Constructive management of conflict of interest is an essential element of sound risk management practices.

In all fairness, many situations with potential for conflict present in various shades of gray, where personal judgments are required in the absence of obvious solutions. While conflict of interest policies are essential, so are clarity of roles and expectations with respect to standards of conduct based on organizational values, and principles of good governance—integrity, transparency, predictability and accountability.

Here are some guidelines that can help organizations define conflict of interest and frame formal conflict of interest policies:

  • A conflict of interest may be real, potential, or perceived.
  • Board members are considered to be in a conflict of interest under the following circumstances:
  • when they—or when members of their family, business partners, or close personal associates—could personally or professionally benefit, directly or indirectly, financially or otherwise, from their position on the board;
  • when they use their position on a board to the disadvantage or detriment of a third party;
  • when they solicit or obtain preferential treatment related to services received from or rendered to the corporation, including contracted work, employment, or honoraria;
  • when circumstances arise that compromise, or appear to compromise, the ability of board members or staff to make unbiased decisions;
  • when they appropriate financial or other resources for personal use (e.g., information, property, equipment, supplies, transportation, training);
  • when they seek, accept, or receive material personal benefit from a supplier, vendor, individual, or organization doing or seeking business with the corporation;
  • when they are involved in the contracting, employment, supervision, grievance, evaluation, promotion, remuneration, or firing of a family member, business associate, or friend of the director;
  • non-pecuniary interests may present a moral conflict of interest, if not a legal conflict.

Board members may create a moral conflict under these circumstances:

• when their personal interests conflict with the interests of members or clients or are otherwise adverse to the interests of the corporation;
• when their membership on the board or staff of another organization could create interests that conflict with the interests of the corporation or its clients and where their activities on one board might materially affect their capacity on another board.

Even with the best policies and practices, conflict of interest issues will arise and need to be managed.

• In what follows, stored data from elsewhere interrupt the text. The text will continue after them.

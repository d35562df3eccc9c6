// Copyright (c) 2025 Fabstir
// SPDX-License-Identifier: BUSL-1.1
pub mod commands;

use anyhow::Result;
use clap::{Parser, Subcommand};

/// OCR chat node CLI
#[derive(Parser, Debug)]
#[command(name = "ocr-chat-cli")]
#[command(version)]
#[command(about = "Index OCR'd documents and chat with them from the terminal", long_about = None)]
pub struct Cli {
    #[command(subcommand)]
    pub command: Commands,
}

#[derive(Subcommand, Debug)]
pub enum Commands {
    /// Recognize page images and store the pages
    Ocr(commands::OcrArgs),

    /// Split a stored document into sentence units and index it
    Index(commands::IndexArgs),

    /// Print the sentences closest to a query
    Ask(commands::AskArgs),

    /// Answer a question from the document through the completion API
    Chat(commands::ChatArgs),

    /// Extract named fields from the document through the completion API
    Extract(commands::ExtractArgs),
}

/// Execute CLI command
pub async fn execute(cli: Cli) -> Result<()> {
    match cli.command {
        Commands::Ocr(args) => commands::ocr(args).await,
        Commands::Index(args) => commands::index(args).await,
        Commands::Ask(args) => commands::ask(args).await,
        Commands::Chat(args) => commands::chat(args).await,
        Commands::Extract(args) => commands::extract(args).await,
    }
}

Below are some principles and procedures for managing conflicts of interest drawn from my own experience and reader responses:

  • Board members should disclose conflicts of interests early and often.
  • Conflict of interest should be a regular item on every board agenda and periodically discussed by the whole board.
  • In cases where a board member may not perceive that a conflict of interest exists, it is the responsibility of other board members who are aware of a real, potential, or perceived conflict of interest on the part of a fellow board member to raise the issue.
  • If the board is contemplating a financial transaction with a board member, the process should be conducted through a fair and open process in which board members who have no personal or business interests in the matter make the final decision about awarding contracts.
  • Finally, the organization should report annually (for example, on its Web site or in its annual report) any conflict of interest disclosures and their disposition in relation to any financial transactions.

Mel Gill is president of Synergy Associates, Inc., a consultancy that specializes in governance and organizational development in Ottawa, Canada. Portions of this article are excerpts from his book Governing for Results: A Director’s Guide to Good Governance, Trafford Publishing, 2005.

  • Linda

    Be nice if I could save it on my Drop Box! could you guys add that to your sharing options? please, thank you.

  • inquiry

    Do these guidelines still apply if one is no longer a board member, no longer participating or voting member of the organization? For example, I used to be on the board of a granting agency. I am no longer on that board. Can my adult son now apply for grants with that agency? Or is this considered unethical?